=== Begin Enclosure ===

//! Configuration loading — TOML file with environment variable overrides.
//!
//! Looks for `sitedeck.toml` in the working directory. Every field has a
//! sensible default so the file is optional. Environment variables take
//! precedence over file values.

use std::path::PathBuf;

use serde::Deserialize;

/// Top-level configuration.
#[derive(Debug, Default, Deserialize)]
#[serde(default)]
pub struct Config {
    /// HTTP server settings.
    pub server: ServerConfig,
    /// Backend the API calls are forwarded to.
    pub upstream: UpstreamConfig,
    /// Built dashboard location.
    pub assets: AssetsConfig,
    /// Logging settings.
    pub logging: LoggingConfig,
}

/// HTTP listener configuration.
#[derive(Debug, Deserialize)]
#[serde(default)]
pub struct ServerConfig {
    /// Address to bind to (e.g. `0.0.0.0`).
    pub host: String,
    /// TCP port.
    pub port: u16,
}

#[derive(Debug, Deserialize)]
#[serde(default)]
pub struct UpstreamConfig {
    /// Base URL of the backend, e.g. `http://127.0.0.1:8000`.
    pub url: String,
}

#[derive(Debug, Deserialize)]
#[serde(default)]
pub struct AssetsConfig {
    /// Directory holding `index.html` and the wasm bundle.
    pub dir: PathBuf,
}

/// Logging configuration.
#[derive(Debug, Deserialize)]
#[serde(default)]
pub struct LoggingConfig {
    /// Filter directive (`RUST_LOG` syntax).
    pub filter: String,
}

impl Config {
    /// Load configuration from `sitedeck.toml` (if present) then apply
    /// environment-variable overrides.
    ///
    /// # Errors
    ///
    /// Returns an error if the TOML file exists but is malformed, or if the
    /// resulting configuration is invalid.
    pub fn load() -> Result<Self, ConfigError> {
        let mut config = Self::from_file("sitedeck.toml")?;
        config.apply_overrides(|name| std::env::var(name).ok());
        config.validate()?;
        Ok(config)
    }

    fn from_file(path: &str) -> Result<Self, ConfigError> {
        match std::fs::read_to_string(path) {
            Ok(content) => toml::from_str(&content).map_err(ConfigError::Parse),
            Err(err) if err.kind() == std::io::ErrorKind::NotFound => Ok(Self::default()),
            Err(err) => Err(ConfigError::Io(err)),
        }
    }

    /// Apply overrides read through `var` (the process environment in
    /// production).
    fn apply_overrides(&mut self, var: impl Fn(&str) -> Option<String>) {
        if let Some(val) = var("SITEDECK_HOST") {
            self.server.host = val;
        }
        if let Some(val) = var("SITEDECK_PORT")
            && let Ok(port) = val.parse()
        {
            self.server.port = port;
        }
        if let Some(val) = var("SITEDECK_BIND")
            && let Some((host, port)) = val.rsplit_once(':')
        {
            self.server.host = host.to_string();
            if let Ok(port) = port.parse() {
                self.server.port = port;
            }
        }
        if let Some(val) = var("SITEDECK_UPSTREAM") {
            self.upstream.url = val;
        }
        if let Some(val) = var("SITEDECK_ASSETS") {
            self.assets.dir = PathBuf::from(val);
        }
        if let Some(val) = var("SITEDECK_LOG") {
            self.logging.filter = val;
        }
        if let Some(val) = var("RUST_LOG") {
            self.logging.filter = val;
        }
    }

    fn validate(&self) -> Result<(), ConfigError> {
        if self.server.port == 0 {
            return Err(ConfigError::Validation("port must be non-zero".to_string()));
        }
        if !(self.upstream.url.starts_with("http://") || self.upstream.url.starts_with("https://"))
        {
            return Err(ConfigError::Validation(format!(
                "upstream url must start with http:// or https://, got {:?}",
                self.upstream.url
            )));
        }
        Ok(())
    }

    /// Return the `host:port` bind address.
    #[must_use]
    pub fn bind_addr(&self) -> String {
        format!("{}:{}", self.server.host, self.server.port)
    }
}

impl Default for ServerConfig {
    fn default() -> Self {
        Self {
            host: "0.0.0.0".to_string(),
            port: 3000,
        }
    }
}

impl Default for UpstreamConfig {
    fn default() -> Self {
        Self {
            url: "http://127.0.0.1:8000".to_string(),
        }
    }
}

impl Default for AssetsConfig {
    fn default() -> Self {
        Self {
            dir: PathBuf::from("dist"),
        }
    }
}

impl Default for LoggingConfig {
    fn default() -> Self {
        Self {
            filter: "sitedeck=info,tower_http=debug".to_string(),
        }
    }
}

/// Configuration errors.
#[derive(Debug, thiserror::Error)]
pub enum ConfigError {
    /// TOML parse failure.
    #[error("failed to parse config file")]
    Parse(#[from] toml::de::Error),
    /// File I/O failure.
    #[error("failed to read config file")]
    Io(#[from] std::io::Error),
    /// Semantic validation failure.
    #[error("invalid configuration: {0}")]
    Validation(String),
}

=== End Enclosure ===
=== Begin Enclosure ===

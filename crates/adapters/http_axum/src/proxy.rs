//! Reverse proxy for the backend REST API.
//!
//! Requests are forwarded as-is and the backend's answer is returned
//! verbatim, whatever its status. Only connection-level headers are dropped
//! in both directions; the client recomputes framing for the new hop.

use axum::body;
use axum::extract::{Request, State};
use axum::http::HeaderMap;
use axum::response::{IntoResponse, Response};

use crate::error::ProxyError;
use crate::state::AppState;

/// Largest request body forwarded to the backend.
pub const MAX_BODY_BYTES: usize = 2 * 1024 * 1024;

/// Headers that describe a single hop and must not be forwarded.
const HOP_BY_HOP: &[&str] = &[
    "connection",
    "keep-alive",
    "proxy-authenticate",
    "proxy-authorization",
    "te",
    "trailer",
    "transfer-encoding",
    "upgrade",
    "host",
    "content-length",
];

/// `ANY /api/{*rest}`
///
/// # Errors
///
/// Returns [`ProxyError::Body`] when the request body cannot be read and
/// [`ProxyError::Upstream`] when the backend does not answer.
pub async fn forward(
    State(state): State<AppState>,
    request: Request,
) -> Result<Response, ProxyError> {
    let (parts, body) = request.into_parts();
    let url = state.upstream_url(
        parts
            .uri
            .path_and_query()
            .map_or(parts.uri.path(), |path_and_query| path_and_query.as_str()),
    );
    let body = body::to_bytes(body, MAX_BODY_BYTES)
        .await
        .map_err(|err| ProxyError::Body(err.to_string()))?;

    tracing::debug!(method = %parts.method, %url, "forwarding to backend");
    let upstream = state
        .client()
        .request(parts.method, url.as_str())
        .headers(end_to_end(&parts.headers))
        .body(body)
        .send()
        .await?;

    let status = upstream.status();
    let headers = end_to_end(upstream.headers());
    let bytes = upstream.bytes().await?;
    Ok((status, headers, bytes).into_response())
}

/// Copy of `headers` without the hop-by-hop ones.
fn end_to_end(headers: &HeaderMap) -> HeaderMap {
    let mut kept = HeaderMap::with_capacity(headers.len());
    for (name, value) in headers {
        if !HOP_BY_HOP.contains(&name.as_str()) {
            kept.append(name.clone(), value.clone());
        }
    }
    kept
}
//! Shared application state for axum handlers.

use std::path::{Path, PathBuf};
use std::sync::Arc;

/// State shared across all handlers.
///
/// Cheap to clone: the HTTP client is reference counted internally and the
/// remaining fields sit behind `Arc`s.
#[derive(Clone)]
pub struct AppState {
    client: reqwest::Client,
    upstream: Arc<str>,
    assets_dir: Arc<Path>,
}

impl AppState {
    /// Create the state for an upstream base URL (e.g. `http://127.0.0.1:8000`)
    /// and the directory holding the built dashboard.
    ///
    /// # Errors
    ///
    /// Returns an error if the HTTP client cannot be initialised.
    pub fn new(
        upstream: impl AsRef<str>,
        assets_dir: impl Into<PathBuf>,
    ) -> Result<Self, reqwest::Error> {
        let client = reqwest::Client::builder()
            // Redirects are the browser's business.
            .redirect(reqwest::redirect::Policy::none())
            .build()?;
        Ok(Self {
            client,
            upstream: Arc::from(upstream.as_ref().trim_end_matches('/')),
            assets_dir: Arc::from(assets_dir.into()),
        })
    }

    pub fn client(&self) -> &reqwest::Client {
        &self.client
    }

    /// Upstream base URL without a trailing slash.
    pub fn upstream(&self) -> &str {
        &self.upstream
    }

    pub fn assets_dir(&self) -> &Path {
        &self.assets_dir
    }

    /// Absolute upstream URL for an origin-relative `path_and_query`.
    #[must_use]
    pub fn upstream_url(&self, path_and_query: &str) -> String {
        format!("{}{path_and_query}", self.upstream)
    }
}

=== End Enclosure ===

* [What you have to do] Your task is to restate, word for word, only those lines above that fall between the line holding "environment variable overrides." and the line holding "pub struct UpstreamConfig", inclusive.

* [Task result]
//! Configuration loading — TOML file with environment variable overrides.
//!
//! Looks for `sitedeck.toml` in the working directory. Every field has a
//! sensible default so the file is optional. Environment variables take
//! precedence over file values.

use std::path::PathBuf;

use serde::Deserialize;

/// Top-level configuration.
#[derive(Debug, Default, Deserialize)]
#[serde(default)]
pub struct Config {
    /// HTTP server settings.
    pub server: ServerConfig,
    /// Backend the API calls are forwarded to.
    pub upstream: UpstreamConfig,
    /// Built dashboard location.
    pub assets: AssetsConfig,
    /// Logging settings.
    pub logging: LoggingConfig,
}

/// HTTP listener configuration.
#[derive(Debug, Deserialize)]
#[serde(default)]
pub struct ServerConfig {
    /// Address to bind to (e.g. `0.0.0.0`).
    pub host: String,
    /// TCP port.
    pub port: u16,
}

#[derive(Debug, Deserialize)]
#[serde(default)]
pub struct UpstreamConfig {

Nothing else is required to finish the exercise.